=== TASK TO COMPLETE ===
Starting at the first line and ending at the last, output the data exactly.

BEGIN MATERIAL SUPPLIED

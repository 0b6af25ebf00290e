//! Notification handlers
//!
//! Author: hephaex@gmail.com

use crate::auth::Identity;
use crate::error::AppError;
use crate::state::AppState;
use axum::{extract::State, response::IntoResponse, Json};
use inkwell_core::Notification;
use std::sync::Arc;

/// Caller's notifications, newest first
#[utoipa::path(
    get,
    path = "/api/v1/notifications",
    tag = "notifications",
    responses(
        (status = 200, description = "Notifications", body = [Notification]),
        (status = 401, description = "Unauthorized", body = crate::error::ApiError),
    ),
    security(
        ("bearer_auth" = [])
    )
)]
pub async fn list_notifications(
    State(state): State<Arc<AppState>>,
    identity: Identity,
) -> Result<impl IntoResponse, AppError> {
    let mut notifications = state
        .notifications
        .list_for_user(identity.subject_id)
        .await?;
    notifications.sort_by(|a, b| b.created_at.cmp(&a.created_at).then(b.id.cmp(&a.id)));
    Ok(Json(notifications))
}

END MATERIAL SUPPLIED

=== RESULT OF THE TASK ===
repository 0b6af25ebf00290e
//! Notification handlers
//!
//! Author: hephaex@gmail.com

use crate::auth::Identity;
use crate::error::AppError;
use crate::state::AppState;
use axum::{extract::State, response::IntoResponse, Json};
use inkwell_core::Notification;
use std::sync::Arc;

/// Caller's notifications, newest first
#[utoipa::path(
    get,
    path = "/api/v1/notifications",
    tag = "notifications",
    responses(
        (status = 200, description = "Notifications", body = [Notification]),
        (status = 401, description = "Unauthorized", body = crate::error::ApiError),
    ),
    security(
        ("bearer_auth" = [])
    )
)]
pub async fn list_notifications(
    State(state): State<Arc<AppState>>,
    identity: Identity,
) -> Result<impl IntoResponse, AppError> {
    let mut notifications = state
        .notifications
        .list_for_user(identity.subject_id)
        .await?;
    notifications.sort_by(|a, b| b.created_at.cmp(&a.created_at).then(b.id.cmp(&a.id)));
    Ok(Json(notifications))
}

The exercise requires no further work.